▸ SOURCE RECORDS

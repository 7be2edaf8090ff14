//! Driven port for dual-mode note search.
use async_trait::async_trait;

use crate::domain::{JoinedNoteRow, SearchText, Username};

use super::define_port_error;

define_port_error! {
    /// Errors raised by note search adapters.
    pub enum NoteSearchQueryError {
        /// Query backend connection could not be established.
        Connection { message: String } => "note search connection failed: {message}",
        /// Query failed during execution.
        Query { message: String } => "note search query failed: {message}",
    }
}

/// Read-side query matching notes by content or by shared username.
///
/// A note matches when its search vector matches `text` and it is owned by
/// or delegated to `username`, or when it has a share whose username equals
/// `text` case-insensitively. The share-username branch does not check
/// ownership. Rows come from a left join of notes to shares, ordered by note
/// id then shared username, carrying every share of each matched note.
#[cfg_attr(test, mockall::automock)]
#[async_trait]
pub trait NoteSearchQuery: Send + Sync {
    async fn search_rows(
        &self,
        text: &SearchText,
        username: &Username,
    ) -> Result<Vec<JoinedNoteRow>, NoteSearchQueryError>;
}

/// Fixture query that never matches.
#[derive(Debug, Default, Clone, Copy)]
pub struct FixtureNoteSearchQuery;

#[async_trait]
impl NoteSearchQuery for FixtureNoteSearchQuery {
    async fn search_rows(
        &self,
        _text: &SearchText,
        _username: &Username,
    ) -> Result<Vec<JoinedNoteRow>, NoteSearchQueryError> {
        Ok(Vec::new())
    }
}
--
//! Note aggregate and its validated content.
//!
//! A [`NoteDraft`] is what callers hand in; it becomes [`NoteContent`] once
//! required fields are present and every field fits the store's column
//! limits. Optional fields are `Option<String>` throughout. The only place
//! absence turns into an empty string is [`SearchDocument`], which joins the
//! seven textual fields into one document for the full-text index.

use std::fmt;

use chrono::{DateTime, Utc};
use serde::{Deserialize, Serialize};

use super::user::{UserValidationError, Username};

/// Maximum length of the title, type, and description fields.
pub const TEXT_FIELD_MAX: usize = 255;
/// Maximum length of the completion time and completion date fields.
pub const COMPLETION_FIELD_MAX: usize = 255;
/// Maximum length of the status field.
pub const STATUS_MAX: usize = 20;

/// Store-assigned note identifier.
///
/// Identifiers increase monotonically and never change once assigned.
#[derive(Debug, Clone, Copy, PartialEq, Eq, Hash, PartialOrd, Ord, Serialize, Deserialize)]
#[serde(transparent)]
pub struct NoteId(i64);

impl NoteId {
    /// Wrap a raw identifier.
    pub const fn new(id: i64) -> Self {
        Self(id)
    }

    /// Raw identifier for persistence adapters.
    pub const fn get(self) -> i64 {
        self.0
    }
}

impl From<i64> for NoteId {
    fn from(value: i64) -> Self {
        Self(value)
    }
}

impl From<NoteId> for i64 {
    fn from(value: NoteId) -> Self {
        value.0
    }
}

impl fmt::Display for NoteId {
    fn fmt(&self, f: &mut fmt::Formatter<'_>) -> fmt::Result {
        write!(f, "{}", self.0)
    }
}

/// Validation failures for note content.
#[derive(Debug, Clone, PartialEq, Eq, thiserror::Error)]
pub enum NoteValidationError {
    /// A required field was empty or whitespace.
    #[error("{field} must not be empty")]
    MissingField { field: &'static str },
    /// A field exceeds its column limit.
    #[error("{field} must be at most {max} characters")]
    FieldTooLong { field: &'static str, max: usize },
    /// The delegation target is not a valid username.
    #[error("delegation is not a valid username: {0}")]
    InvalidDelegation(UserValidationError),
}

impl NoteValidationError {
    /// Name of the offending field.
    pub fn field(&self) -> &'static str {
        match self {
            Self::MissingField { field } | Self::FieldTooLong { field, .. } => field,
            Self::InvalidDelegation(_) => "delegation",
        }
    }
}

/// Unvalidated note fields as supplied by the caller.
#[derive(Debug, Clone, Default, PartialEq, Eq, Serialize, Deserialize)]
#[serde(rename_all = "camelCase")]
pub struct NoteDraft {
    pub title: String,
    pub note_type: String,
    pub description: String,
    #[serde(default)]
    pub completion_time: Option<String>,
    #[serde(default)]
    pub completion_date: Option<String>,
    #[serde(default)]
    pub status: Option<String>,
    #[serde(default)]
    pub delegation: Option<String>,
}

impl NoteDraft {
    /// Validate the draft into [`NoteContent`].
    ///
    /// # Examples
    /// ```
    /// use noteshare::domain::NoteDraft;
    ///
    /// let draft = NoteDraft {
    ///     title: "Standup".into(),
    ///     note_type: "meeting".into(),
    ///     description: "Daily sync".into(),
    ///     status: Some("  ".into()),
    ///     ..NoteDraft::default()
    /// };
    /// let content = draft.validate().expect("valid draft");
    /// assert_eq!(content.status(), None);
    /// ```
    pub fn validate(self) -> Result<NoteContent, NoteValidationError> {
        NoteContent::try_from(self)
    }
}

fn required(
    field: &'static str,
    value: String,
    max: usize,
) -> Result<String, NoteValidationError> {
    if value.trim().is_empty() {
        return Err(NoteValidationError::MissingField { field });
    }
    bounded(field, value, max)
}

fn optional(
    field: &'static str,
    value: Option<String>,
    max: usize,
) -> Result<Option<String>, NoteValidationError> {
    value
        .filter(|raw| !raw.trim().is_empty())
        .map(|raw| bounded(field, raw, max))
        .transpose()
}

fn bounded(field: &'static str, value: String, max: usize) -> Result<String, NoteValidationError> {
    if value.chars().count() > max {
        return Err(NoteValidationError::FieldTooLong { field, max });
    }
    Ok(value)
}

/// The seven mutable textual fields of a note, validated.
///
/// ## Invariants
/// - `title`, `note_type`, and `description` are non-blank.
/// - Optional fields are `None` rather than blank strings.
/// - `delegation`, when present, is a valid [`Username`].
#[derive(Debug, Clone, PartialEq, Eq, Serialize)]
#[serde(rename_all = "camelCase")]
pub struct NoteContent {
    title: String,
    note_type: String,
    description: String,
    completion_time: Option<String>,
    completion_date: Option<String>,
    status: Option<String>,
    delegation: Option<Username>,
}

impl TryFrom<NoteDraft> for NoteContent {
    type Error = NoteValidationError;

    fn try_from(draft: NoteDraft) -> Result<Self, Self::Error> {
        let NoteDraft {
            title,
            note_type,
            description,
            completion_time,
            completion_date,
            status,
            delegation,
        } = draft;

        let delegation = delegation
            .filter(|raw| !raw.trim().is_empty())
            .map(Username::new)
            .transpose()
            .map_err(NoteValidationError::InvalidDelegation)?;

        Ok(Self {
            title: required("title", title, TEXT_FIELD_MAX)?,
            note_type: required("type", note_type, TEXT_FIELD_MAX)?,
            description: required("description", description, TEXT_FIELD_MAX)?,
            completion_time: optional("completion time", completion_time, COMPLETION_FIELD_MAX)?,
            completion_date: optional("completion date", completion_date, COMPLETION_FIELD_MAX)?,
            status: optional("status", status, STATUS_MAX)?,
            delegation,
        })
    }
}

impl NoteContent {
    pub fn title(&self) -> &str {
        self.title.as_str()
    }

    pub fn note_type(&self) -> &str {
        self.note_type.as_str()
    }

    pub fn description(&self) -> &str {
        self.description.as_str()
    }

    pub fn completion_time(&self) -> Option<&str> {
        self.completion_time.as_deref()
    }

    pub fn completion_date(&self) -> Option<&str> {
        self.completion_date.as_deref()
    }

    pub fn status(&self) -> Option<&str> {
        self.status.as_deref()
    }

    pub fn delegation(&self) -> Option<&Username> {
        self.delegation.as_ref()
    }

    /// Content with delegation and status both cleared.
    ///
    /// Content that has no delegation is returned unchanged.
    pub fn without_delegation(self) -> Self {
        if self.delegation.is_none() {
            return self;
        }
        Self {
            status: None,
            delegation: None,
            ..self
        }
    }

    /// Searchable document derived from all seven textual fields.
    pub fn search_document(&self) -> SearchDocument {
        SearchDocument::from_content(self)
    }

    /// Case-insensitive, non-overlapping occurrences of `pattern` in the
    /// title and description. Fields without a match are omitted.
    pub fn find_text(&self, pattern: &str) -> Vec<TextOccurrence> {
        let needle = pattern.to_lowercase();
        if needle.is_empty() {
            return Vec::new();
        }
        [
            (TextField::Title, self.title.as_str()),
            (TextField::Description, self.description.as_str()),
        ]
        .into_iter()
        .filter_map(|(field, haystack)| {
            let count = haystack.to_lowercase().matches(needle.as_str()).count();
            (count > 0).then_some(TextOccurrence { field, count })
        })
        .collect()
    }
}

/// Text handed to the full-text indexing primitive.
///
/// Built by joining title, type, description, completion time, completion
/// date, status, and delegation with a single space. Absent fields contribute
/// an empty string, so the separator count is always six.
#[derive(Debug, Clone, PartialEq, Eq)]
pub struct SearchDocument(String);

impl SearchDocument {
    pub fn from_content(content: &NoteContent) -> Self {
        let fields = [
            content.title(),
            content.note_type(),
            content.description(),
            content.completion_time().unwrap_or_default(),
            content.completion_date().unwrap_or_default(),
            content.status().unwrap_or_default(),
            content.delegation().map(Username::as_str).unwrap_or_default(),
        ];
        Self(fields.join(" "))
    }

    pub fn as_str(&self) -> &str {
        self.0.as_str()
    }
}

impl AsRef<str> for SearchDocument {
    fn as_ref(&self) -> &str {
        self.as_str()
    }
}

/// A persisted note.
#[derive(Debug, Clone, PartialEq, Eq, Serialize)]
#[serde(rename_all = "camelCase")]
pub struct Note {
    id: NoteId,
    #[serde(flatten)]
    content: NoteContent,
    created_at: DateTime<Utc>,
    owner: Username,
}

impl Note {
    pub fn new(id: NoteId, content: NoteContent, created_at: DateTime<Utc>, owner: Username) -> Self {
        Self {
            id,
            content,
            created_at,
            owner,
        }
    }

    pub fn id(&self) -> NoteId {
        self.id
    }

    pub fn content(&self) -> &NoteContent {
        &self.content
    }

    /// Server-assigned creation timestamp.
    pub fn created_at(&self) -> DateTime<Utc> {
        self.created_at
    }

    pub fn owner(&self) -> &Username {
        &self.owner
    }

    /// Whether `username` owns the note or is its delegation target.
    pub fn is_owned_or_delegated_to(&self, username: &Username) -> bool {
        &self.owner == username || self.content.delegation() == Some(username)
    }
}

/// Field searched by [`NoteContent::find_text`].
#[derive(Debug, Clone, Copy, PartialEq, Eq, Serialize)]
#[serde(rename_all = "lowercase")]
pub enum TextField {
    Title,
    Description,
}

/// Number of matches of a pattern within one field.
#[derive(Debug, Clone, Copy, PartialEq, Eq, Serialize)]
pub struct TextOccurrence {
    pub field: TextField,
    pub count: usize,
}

▸ TO DO
Retype word for word everything in the listing above from the line that holds "repository 7be2edaf8090ff14" down to the line that holds "not be established.". Keep both end lines and leave out the rest.

▸ OUTPUT OF THE TASK
repository 7be2edaf8090ff14
//! Driven port for dual-mode note search.
use async_trait::async_trait;

use crate::domain::{JoinedNoteRow, SearchText, Username};

use super::define_port_error;

define_port_error! {
    /// Errors raised by note search adapters.
    pub enum NoteSearchQueryError {
        /// Query backend connection could not be established.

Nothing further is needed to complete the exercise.